The clothing industry is responsible for 8% of carbon emissions. Some examples:

• Buying one white cotton shirt, Oxfam says, produces the same amount of emissions as driving 35 miles in a car.
• The World Wild Life Organization reports that 2,700 liters of water are needed to make that one cotton shirt.
• According to Levi Strauss, making one pair of jeans produces the same amount of greenhouse gases as driving a car more than 69 miles.

The good news is that buying used clothes is now in fashion. The resale clothing market is growing 21 times the rate of traditional retail. And traditional retailers have jumped on board:

• Eileen Fisher’s Renew website says “we design clothes to last.
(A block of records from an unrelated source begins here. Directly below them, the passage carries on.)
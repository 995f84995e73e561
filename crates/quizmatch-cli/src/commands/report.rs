//! The `quizmatch report` command.

use std::path::PathBuf;

use anyhow::Result;

use quizmatch_core::config::{QuizmatchConfig, ReportFormat};
use quizmatch_core::table::{read_graded, read_wide_questions};
use quizmatch_report::write_student_reports;

use super::{load_config, Overrides};

pub fn execute(
    graded: PathBuf,
    questions: PathBuf,
    output: PathBuf,
    format: Option<String>,
    only_incorrect: bool,
    config_path: Option<PathBuf>,
) -> Result<()> {
    let mut config = load_config(config_path.as_deref(), Overrides::default())?;
    apply_report_flags(&mut config, format.as_deref(), only_incorrect)?;

    let key = read_wide_questions(&questions)?;
    let rows = read_graded(&graded)?;
    let written = write_student_reports(&output, &rows, &key, &config.report)?;

    println!("Wrote {} report file(s) to {}", written.len(), output.display());
    Ok(())
}

/// Fold `--format` and `--only-incorrect` into the report config.
pub fn apply_report_flags(
    config: &mut QuizmatchConfig,
    format: Option<&str>,
    only_incorrect: bool,
) -> Result<()> {
    if let Some(format) = format {
        config.report.formats = if format == "all" {
            vec![ReportFormat::Markdown, ReportFormat::Html]
        } else {
            format
                .split(',')
                .map(|f| f.parse::<ReportFormat>().map_err(anyhow::Error::msg))
                .collect::<Result<Vec<_>>>()?
        };
    }
    anyhow::ensure!(
        !config.report.formats.is_empty(),
        "at least one report format is required"
    );
    config.report.only_incorrect |= only_incorrect;
    Ok(())
}
//! Text canonicalization and similarity scoring.

use std::borrow::Cow;
use std::sync::LazyLock;

use regex::Regex;

static TAG: LazyLock<Regex> = LazyLock::new(|| Regex::new(r"<[^>]*>").unwrap());
static NON_WORD: LazyLock<Regex> = LazyLock::new(|| Regex::new(r"[^\w\s]").unwrap());
static WHITESPACE: LazyLock<Regex> = LazyLock::new(|| Regex::new(r"\s+").unwrap());
static NUMERIC_PREFIX: LazyLock<Regex> = LazyLock::new(|| Regex::new(r"^\s*\d+\s*:").unwrap());
static ENTITY: LazyLock<Regex> = LazyLock::new(|| Regex::new(r"&[^\s&;]+;").unwrap());

/// Decode HTML character references, including the common named ones that
/// plain XML unescaping rejects. Each reference is decoded on its own, so an
/// unknown one is left verbatim without blocking the rest.
pub fn decode_entities(text: &str) -> Cow<'_, str> {
    if !text.contains('&') {
        return Cow::Borrowed(text);
    }
    ENTITY.replace_all(text, |caps: &regex::Captures<'_>| {
        let reference = &caps[0];
        quick_xml::escape::unescape_with(reference, html_entity)
            .map(Cow::into_owned)
            .unwrap_or_else(|_| reference.to_string())
    })
}

fn html_entity(name: &str) -> Option<&'static str> {
    match name {
        "nbsp" => Some("\u{a0}"),
        "ndash" => Some("\u{2013}"),
        "mdash" => Some("\u{2014}"),
        "lsquo" => Some("\u{2018}"),
        "rsquo" => Some("\u{2019}"),
        "ldquo" => Some("\u{201c}"),
        "rdquo" => Some("\u{201d}"),
        "hellip" => Some("\u{2026}"),
        "deg" => Some("\u{b0}"),
        "times" => Some("\u{d7}"),
        _ => None,
    }
}

/// Remove HTML tags and decode entities, keeping the visible text.
///
/// Tags are replaced with a space so adjacent block elements do not run
/// together; surrounding whitespace is collapsed.
pub fn strip_markup(text: &str) -> String {
    let without_tags = TAG.replace_all(text, " ");
    let decoded = decode_entities(&without_tags);
    WHITESPACE.replace_all(decoded.trim(), " ").into_owned()
}

/// Canonicalize a text for comparison.
///
/// Strips markup, decodes entities, lowercases, replaces punctuation with
/// spaces, and collapses whitespace. `normalize(normalize(x)) == normalize(x)`.
pub fn normalize(text: &str) -> String {
    let visible = strip_markup(text);
    let lowered = visible.to_lowercase();
    let spaced = NON_WORD.replace_all(&lowered, " ");
    WHITESPACE.replace_all(&spaced, " ").trim().to_string()
}

/// Drop a leading numeric id such as `85145:` from a grade-source header.
pub fn strip_reference_prefix(reference: &str) -> &str {
    match NUMERIC_PREFIX.find(reference) {
        Some(m) => reference[m.end()..].trim_start(),
        None => reference,
    }
}

/// Longest-common-subsequence ratio: `2 * LCS(a, b) / (|a| + |b|)`.
///
/// Symmetric, in `[0, 1]`, and 1.0 only when the strings are equal. Two
/// empty strings are identical and score 1.0.
pub fn similarity(a: &str, b: &str) -> f64 {
    let a: Vec<char> = a.chars().collect();
    let b: Vec<char> = b.chars().collect();
    let total = a.len() + b.len();
    if total == 0 {
        return 1.0;
    }
    2.0 * lcs_len(&a, &b) as f64 / total as f64
}

fn lcs_len(a: &[char], b: &[char]) -> usize {
    // Keep the shorter sequence in the rolling row.
    let (long, short) = if a.len() >= b.len() { (a, b) } else { (b, a) };
    if short.is_empty() {
        return 0;
    }

    let mut prev = vec![0usize; short.len() + 1];
    let mut curr = vec![0usize; short.len() + 1];
    for &lc in long {
        for (j, &sc) in short.iter().enumerate() {
            curr[j + 1] = if lc == sc {
                prev[j] + 1
            } else {
                prev[j + 1].max(curr[j])
            };
        }
        std::mem::swap(&mut prev, &mut curr);
    }
    prev[short.len()]
}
And when you’re done with them, we take them back to be worn, and loved, all over again”.
• H&M’s Restore collection offers for sale previously unsaleable or returned items that are carefully mended and cleaned – some 20+ tons last year.
• Neiman Marcus hopes to attract younger shoppers by being a drop off point for used designer shoes and handbags to ship back to Fashionphile to be resold for up to 80% less.
• Nearly 75% of Nike’s footwear now contain materials made from its production waste products.

At the same time a host of websites make it easy for to us to resell out of our own closets: The RealReal, Poshmark, ThredUp and more.

Although I’m a day late with this blog, it’s never too late to think twice about what, where, when and why we buy our next garment. It’s a win-win for the environment and our savings accounts.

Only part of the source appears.